I will say that although I do know who I am, I do still have doubts and still have my hesitations. I once asked a friend if the "noise" of gender goes away after transition, they responded that it does. I do wonder how that must feel, to never obsess over something so very much, to have a clear mind. I consider myself above average intelligence and really see that increased intelligence seems to run at a higher percentage in our group, what could we have accomplished if we didn't have to deal with the whole gender issue? I always compare it to your PC, when you first get it, the speed at which it processes if phenomenal and then over time it slows down. When you try to run different programs they open slower and don't respond as fast, and why, well other programs are running in the back ground to slow things down. We all have them, they are family, work, daily activities, life, relationships, and then there's this big program that has to chew up at least 50% or more of the processing resources, its called transsexualism. Imagine if your computer fixed the problem and it wasn't there any more? What could you do? Well that's it for me its late and I am tired, cold, and hungry.

Tomorrow is another day.

Love you all

B

6 comments:

Stace said...

I think that finding yourself is one of the most difficult things in life generally, let alone with all of the gender stuff...

And I love your analogy to the PC, so totally spot on.

Stace

Rebecca said...

Like you I always knew deep down who I was, but spent a lifetime trying to avoid admitting the truth to myself. From time to time I also wonder how life would have been different if I had accepted myself at a younger age, but I realize that if I had I wouldn't have gotten married and had my two wonderful sons, so things happen for a reason and this was the journey I needed to take in order to reach this stage of my life.

Interesting analogy about computer processors! Maybe it will help if I re-boot myself!

Melissa said...

I have often wondered how much my gender identity dysphoria has held me back too. I know that it lowered my confidence in myself as a male, and since I had to live my life as a male, it is bound to have kept me from progressing to my full potential. I know that I was far more intelligent than most of the men I worked with, and most of the men I worked for as well, but my inability to connect with them on a masculine level, made then uncomfortable with me.

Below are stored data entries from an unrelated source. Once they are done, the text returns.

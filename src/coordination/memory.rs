//! In-process coordination cache

use crate::coordination::traits::{CacheError, CacheResult, CoordinationCache};
use parking_lot::Mutex;
use std::collections::{BTreeSet, HashMap};
use std::sync::atomic::{AtomicBool, Ordering};
use std::time::{Duration, Instant};

struct Entry {
    value: String,
    expires_at: Option<Instant>,
}

impl Entry {
    fn new(value: &str, ttl: Option<Duration>) -> Self {
        Self {
            value: value.to_string(),
            expires_at: ttl.map(|ttl| Instant::now() + ttl),
        }
    }

    fn is_live(&self, now: Instant) -> bool {
        self.expires_at.map_or(true, |at| at > now)
    }
}

#[derive(Default)]
struct State {
    entries: HashMap<String, Entry>,
    sets: HashMap<String, BTreeSet<String>>,
}

impl State {
    /// Returns the live entry at `key`, evicting it first if it expired
    fn live(&mut self, key: &str) -> Option<&mut Entry> {
        let now = Instant::now();
        if self.entries.get(key).is_some_and(|e| !e.is_live(now)) {
            self.entries.remove(key);
        }
        self.entries.get_mut(key)
    }
}

/// Coordination cache held in process memory
///
/// Processes sharing one `MemoryCache` see the same state. It can be switched
/// offline to exercise the "cache unavailable" paths.
pub struct MemoryCache {
    state: Mutex<State>,
    available: AtomicBool,
}

impl Default for MemoryCache {
    fn default() -> Self {
        Self::new()
    }
}

impl MemoryCache {
    pub fn new() -> Self {
        Self {
            state: Mutex::new(State::default()),
            available: AtomicBool::new(true),
        }
    }

    /// Makes every subsequent call fail with `CacheError::Unavailable` while false
    pub fn set_available(&self, available: bool) {
        self.available.store(available, Ordering::SeqCst);
    }

    fn check(&self) -> CacheResult<()> {
        if self.available.load(Ordering::SeqCst) {
            Ok(())
        } else {
            Err(CacheError::Unavailable("memory cache offline".to_string()))
        }
    }
}

impl CoordinationCache for MemoryCache {
    fn set_if_absent(&self, key: &str, value: &str, ttl: Option<Duration>) -> CacheResult<bool> {
        self.check()?;
        let mut state = self.state.lock();
        if state.live(key).is_some() {
            return Ok(false);
        }
        state.entries.insert(key.to_string(), Entry::new(value, ttl));
        Ok(true)
    }

    fn get(&self, key: &str) -> CacheResult<Option<String>> {
        self.check()?;
        let mut state = self.state.lock();
        Ok(state.live(key).map(|e| e.value.clone()))
    }

    fn set(&self, key: &str, value: &str, ttl: Option<Duration>) -> CacheResult<()> {
        self.check()?;
        self.state
            .lock()
            .entries
            .insert(key.to_string(), Entry::new(value, ttl));
        Ok(())
    }

    fn delete(&self, key: &str) -> CacheResult<bool> {
        self.check()?;
        let mut state = self.state.lock();
        let live = state.live(key).is_some();
        state.entries.remove(key);
        Ok(live)
    }

    fn replace_if_equal(
        &self,
        key: &str,
        expected: &str,
        value: &str,
        ttl: Option<Duration>,
    ) -> CacheResult<bool> {
        self.check()?;
        let mut state = self.state.lock();
        match state.live(key) {
            Some(entry) if entry.value == expected => {
                *entry = Entry::new(value, ttl);
                Ok(true)
            }
            _ => Ok(false),
        }
    }

    fn delete_if_equal(&self, key: &str, expected: &str) -> CacheResult<bool> {
        self.check()?;
        let mut state = self.state.lock();
        if state.live(key).is_some_and(|e| e.value == expected) {
            state.entries.remove(key);
            return Ok(true);
        }
        Ok(false)
    }

    fn incr_by(&self, key: &str, delta: i64) -> CacheResult<i64> {
        self.check()?;
        let mut state = self.state.lock();
        let (current, expires_at) = match state.live(key) {
            Some(entry) => {
                let current = entry
                    .value
                    .parse::<i64>()
                    .map_err(|_| CacheError::NotAnInteger {
                        key: key.to_string(),
                    })?;
                (current, entry.expires_at)
            }
            None => (0, None),
        };
        let next = current + delta;
        state.entries.insert(
            key.to_string(),
            Entry {
                value: next.to_string(),
                expires_at,
            },
        );
        Ok(next)
    }

    fn add_member(&self, set_key: &str, member: &str) -> CacheResult<()> {
        self.check()?;
        self.state
            .lock()
            .sets
            .entry(set_key.to_string())
            .or_default()
            .insert(member.to_string());
        Ok(())
    }

    fn remove_member(&self, set_key: &str, member: &str) -> CacheResult<()> {
        self.check()?;
        if let Some(set) = self.state.lock().sets.get_mut(set_key) {
            set.remove(member);
        }
        Ok(())
    }

    fn members(&self, set_key: &str) -> CacheResult<BTreeSet<String>> {
        self.check()?;
        Ok(self
            .state
            .lock()
            .sets
            .get(set_key)
            .cloned()
            .unwrap_or_default())
    }
}

#[cfg(test)]
mod tests {
    use super::*;

    #[test]
    fn test_set_if_absent_is_exclusive() {
        let cache = MemoryCache::new();
        assert!(cache.set_if_absent("fence", "a", None).unwrap());
        assert!(!cache.set_if_absent("fence", "b", None).unwrap());
        assert_eq!(cache.get("fence").unwrap().as_deref(), Some("a"));
    }

    #[test]
    fn test_ttl_expiry_frees_key() {
        let cache = MemoryCache::new();
        assert!(cache
            .set_if_absent("live", "1", Some(Duration::from_millis(20)))
            .unwrap());
        std::thread::sleep(Duration::from_millis(40));
        assert!(!cache.exists("live").unwrap());
        assert!(cache.set_if_absent("live", "2", None).unwrap());
    }

    #[test]
    fn test_conditional_replace_and_delete() {
        let cache = MemoryCache::new();
        cache.set("k", "old", None).unwrap();

        assert!(!cache.replace_if_equal("k", "other", "new", None).unwrap());
        assert!(cache.replace_if_equal("k", "old", "new", None).unwrap());
        assert!(!cache.delete_if_equal("k", "old").unwrap());
        assert!(cache.delete_if_equal("k", "new").unwrap());
        assert!(cache.get("k").unwrap().is_none());
    }

    #[test]
    fn test_incr_by() {
        let cache = MemoryCache::new();
        assert_eq!(cache.incr_by("progress", 5).unwrap(), 5);
        assert_eq!(cache.incr_by("progress", 2).unwrap(), 7);

        cache.set("text", "abc", None).unwrap();
        assert!(matches!(
            cache.incr_by("text", 1),
            Err(CacheError::NotAnInteger { .. })
        ));
    }

    #[test]
    fn test_members() {
        let cache = MemoryCache::new();
        cache.add_member("fences", "a").unwrap();
        cache.add_member("fences", "b").unwrap();
        cache.remove_member("fences", "a").unwrap();

        let members = cache.members("fences").unwrap();
        assert_eq!(members.into_iter().collect::<Vec<_>>(), vec!["b"]);
        assert!(cache.members("missing").unwrap().is_empty());
    }

    #[test]
    fn test_offline_cache_fails_every_call() {
        let cache = MemoryCache::new();
        cache.set_available(false);
        assert!(matches!(
            cache.set_if_absent("k", "v", None),
            Err(CacheError::Unavailable(_))
        ));
        assert!(cache.get("k").is_err());
        assert!(cache.members("s").is_err());

        cache.set_available(true);
        assert!(cache.set_if_absent("k", "v", None).unwrap());
    }
}
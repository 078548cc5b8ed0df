//! Connector retrieval contract and implementations
//!
//! A connector exposes an ordered list of stages. Each stage is split into
//! containers that can be crawled independently; each container is read page by
//! page with a per-container cursor so an interrupted crawl can resume mid-container.
//!
//! # Components
//!
//! - `Source`: the retrieval contract the crawl state machine drives
//! - `RetryingSource`: decorator retrying transient errors with backoff
//! - `NameCache`: bounded display-name cache owned by one connector instance
//! - `DirectorySource`: local filesystem connector

mod cache;
mod directory;
mod retry;
mod traits;

pub use cache::NameCache;
pub use directory::DirectorySource;
pub use retry::{RetryPolicy, RetryingSource};
pub use traits::{
    Item, Page, PageRequest, PollWindow, RetrievalMode, Retrieved, ScopedFailure, Source,
    SourceError, StageSpec,
};

use crate::storage::SourceRecord;
use crate::ConfigError;

/// Connector ids accepted in configuration
pub const KNOWN_CONNECTORS: &[&str] = &["directory"];

/// Builds the connector for a stored source, wrapped in the retry decorator
///
/// # Arguments
///
/// * `source` - The source record naming the connector and its root
/// * `policy` - Retry policy applied to every call into the connector
///
/// # Returns
///
/// * `Ok(Box<dyn Source>)` - The ready-to-crawl connector
/// * `Err(ConfigError)` - The connector id is not known
pub fn build_source(source: &SourceRecord, policy: RetryPolicy) -> Result<Box<dyn Source>, ConfigError> {
    match source.connector_id.as_str() {
        "directory" => Ok(Box::new(RetryingSource::new(
            DirectorySource::new(&source.name, &source.root),
            policy,
        ))),
        other => Err(ConfigError::UnknownConnector(other.to_string())),
    }
}
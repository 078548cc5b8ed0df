/// Source and index generation status definitions
use std::fmt;

/// Administrative state of a source
#[derive(Debug, Clone, Copy, PartialEq, Eq, Hash)]
pub enum SourceStatus {
    /// Source has never completed a successful run
    InitialIndexing,

    /// Source is indexed and refreshed on its interval
    Active,

    /// Paused by an operator, no runs are started
    Paused,

    /// Source is being removed
    Deleting,
}

impl SourceStatus {
    /// Returns true if new runs may be started for this source
    pub fn accepts_runs(&self) -> bool {
        matches!(self, Self::InitialIndexing | Self::Active)
    }

    /// Converts the status to its database representation
    pub fn to_db_string(&self) -> &'static str {
        match self {
            Self::InitialIndexing => "initial_indexing",
            Self::Active => "active",
            Self::Paused => "paused",
            Self::Deleting => "deleting",
        }
    }

    /// Parses a status from its database representation
    pub fn from_db_string(s: &str) -> Option<Self> {
        match s {
            "initial_indexing" => Some(Self::InitialIndexing),
            "active" => Some(Self::Active),
            "paused" => Some(Self::Paused),
            "deleting" => Some(Self::Deleting),
            _ => None,
        }
    }
}

impl fmt::Display for SourceStatus {
    fn fmt(&self, f: &mut fmt::Formatter<'_>) -> fmt::Result {
        write!(f, "{}", self.to_db_string())
    }
}

/// Lifecycle of a downstream index generation
#[derive(Debug, Clone, Copy, PartialEq, Eq, Hash)]
pub enum GenerationStatus {
    /// Index currently serving queries
    Present,

    /// Index being built to replace the present one
    Future,

    /// Retired index, never crawled again
    Past,
}

impl GenerationStatus {
    /// Returns true if sources are crawled into this generation
    pub fn is_live(&self) -> bool {
        matches!(self, Self::Present | Self::Future)
    }

    pub fn to_db_string(&self) -> &'static str {
        match self {
            Self::Present => "present",
            Self::Future => "future",
            Self::Past => "past",
        }
    }

    pub fn from_db_string(s: &str) -> Option<Self> {
        match s {
            "present" => Some(Self::Present),
            "future" => Some(Self::Future),
            "past" => Some(Self::Past),
            _ => None,
        }
    }
}

impl fmt::Display for GenerationStatus {
    fn fmt(&self, f: &mut fmt::Formatter<'_>) -> fmt::Result {
        write!(f, "{}", self.to_db_string())
    }
}

/// Kind of manual trigger an operator placed on a source
#[derive(Debug, Clone, Copy, PartialEq, Eq, Hash)]
pub enum IndexingTrigger {
    /// Run an incremental update now
    Update,

    /// Re-crawl from the beginning of time
    Reindex,
}

impl IndexingTrigger {
    pub fn to_db_string(&self) -> &'static str {
        match self {
            Self::Update => "update",
            Self::Reindex => "reindex",
        }
    }

    pub fn from_db_string(s: &str) -> Option<Self> {
        match s {
            "update" => Some(Self::Update),
            "reindex" => Some(Self::Reindex),
            _ => None,
        }
    }
}
//! Retry decorator for connectors

use crate::config::WorkerConfig;
use crate::connector::traits::{Page, PageRequest, Source, SourceError, StageSpec};
use rand::Rng;
use std::time::Duration;
use tracing::{debug, warn};

/// How transient connector errors are retried
#[derive(Debug, Clone, Copy, PartialEq)]
pub struct RetryPolicy {
    /// Total calls made, including the first
    pub max_attempts: u32,
    pub base_delay: Duration,
    pub max_delay: Duration,
}

impl Default for RetryPolicy {
    fn default() -> Self {
        Self {
            max_attempts: 5,
            base_delay: Duration::from_millis(200),
            max_delay: Duration::from_secs(30),
        }
    }
}

impl RetryPolicy {
    pub fn from_config(config: &WorkerConfig) -> Self {
        Self {
            max_attempts: config.retry_max_attempts.max(1),
            base_delay: Duration::from_millis(config.retry_base_delay_ms),
            max_delay: Duration::from_millis(config.retry_max_delay_ms),
        }
    }

    /// Computes the delay before retry number `retry` (0-based)
    ///
    /// Exponential in `retry`, capped at `max_delay`, with ±10% jitter.
    pub fn backoff(&self, retry: u32) -> Duration {
        let base = self.base_delay.as_millis() as u64;
        let max = self.max_delay.as_millis() as u64;
        if base == 0 {
            return Duration::ZERO;
        }

        let multiplier = 2_u64.saturating_pow(retry.min(20));
        let capped = base.saturating_mul(multiplier).min(max);

        let jitter = rand::thread_rng().gen_range(0.9..=1.1);
        let delay = ((capped as f64) * jitter) as u64;
        Duration::from_millis(delay.clamp(base, max.max(base)))
    }
}

/// Wraps a connector and retries its transient errors
///
/// Exhausted retries become scoped failures for page fetches (the container is
/// marked complete-with-error) and systemic failures for container discovery.
pub struct RetryingSource<S> {
    inner: S,
    policy: RetryPolicy,
}

impl<S: Source> RetryingSource<S> {
    pub fn new(inner: S, policy: RetryPolicy) -> Self {
        Self { inner, policy }
    }

    pub fn inner(&self) -> &S {
        &self.inner
    }

    /// Runs `call` until it succeeds, fails non-transiently, or attempts run out
    ///
    /// # Returns
    ///
    /// * `Ok(T)` - The call succeeded
    /// * `Err((SourceError, bool))` - The final error, and whether retries were exhausted
    fn with_retry<T>(
        &self,
        operation: &str,
        mut call: impl FnMut() -> Result<T, SourceError>,
    ) -> Result<T, (SourceError, bool)> {
        let mut attempt = 0;
        loop {
            match call() {
                Ok(value) => return Ok(value),
                Err(SourceError::Transient(message)) => {
                    attempt += 1;
                    if attempt >= self.policy.max_attempts {
                        warn!(
                            "{} on {} failed after {} attempts: {}",
                            operation,
                            self.inner.name(),
                            attempt,
                            message
                        );
                        return Err((SourceError::Transient(message), true));
                    }
                    let delay = self.policy.backoff(attempt - 1);
                    debug!(
                        "{} on {} hit transient error ({}), retrying in {:?}",
                        operation,
                        self.inner.name(),
                        message,
                        delay
                    );
                    std::thread::sleep(delay);
                }
                Err(other) => return Err((other, false)),
            }
        }
    }
}

impl<S: Source> Source for RetryingSource<S> {
    fn name(&self) -> &str {
        self.inner.name()
    }

    fn stages(&self) -> Vec<StageSpec> {
        self.inner.stages()
    }

    fn discover_containers(&self, stage: &StageSpec) -> Result<Vec<String>, SourceError> {
        self.with_retry("container discovery", || self.inner.discover_containers(stage))
            .map_err(|(error, exhausted)| match error {
                SourceError::Transient(message) if exhausted => SourceError::Systemic(format!(
                    "discovering containers of stage {}: {}",
                    stage.name, message
                )),
                other => other,
            })
    }

    fn fetch_page(&self, request: &PageRequest<'_>) -> Result<Page, SourceError> {
        self.with_retry("page fetch", || self.inner.fetch_page(request))
            .map_err(|(error, exhausted)| match error {
                SourceError::Transient(message) if exhausted => SourceError::Scoped {
                    container: request.container.to_string(),
                    message: format!(
                        "gave up after {} attempts: {}",
                        self.policy.max_attempts, message
                    ),
                },
                other => other,
            })
    }
}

I like that picture of you. I had no idea that was before you started hormones. You look so naturally female.

Melissa XX

Anonymous said...

wow this blog hit home.
I run at 50% most the time
75 % and I am on top at the moment.
God do I wish that 100% could come back.
Its like a computer virus that is clogging up the system.
Everything leads back to Gender.
:-(
x

Jenny said...

Yes, as someone who's just spent a day struggling to stay on message and deal with what I'm supposed to be doing for a living instead of mentally wandering off into girl country, this post hits the nail on the head.

Shame I don't have two heads, it would be really useful to pick which core I want to run that process on and leave the other one free to get something done.

Calie said...

You said a lot in such a short post, Bree.

It brought back something I wrote in a guest post for Lori's blog (the reason we first met, I believe):

She is always with me. She never leaves. She is often in my dreams. She can steal valuable time from me.

"She" is my femme side. The transsexual me. I have lost so much time in my life, and perhaps eventually actualy days of my life, due to the inner struggle I have gone through.

But, I continue to fight it as days go by, as will you I suppose.

I love the picture, Bree, as I do all of those I see who have filed comments on this post.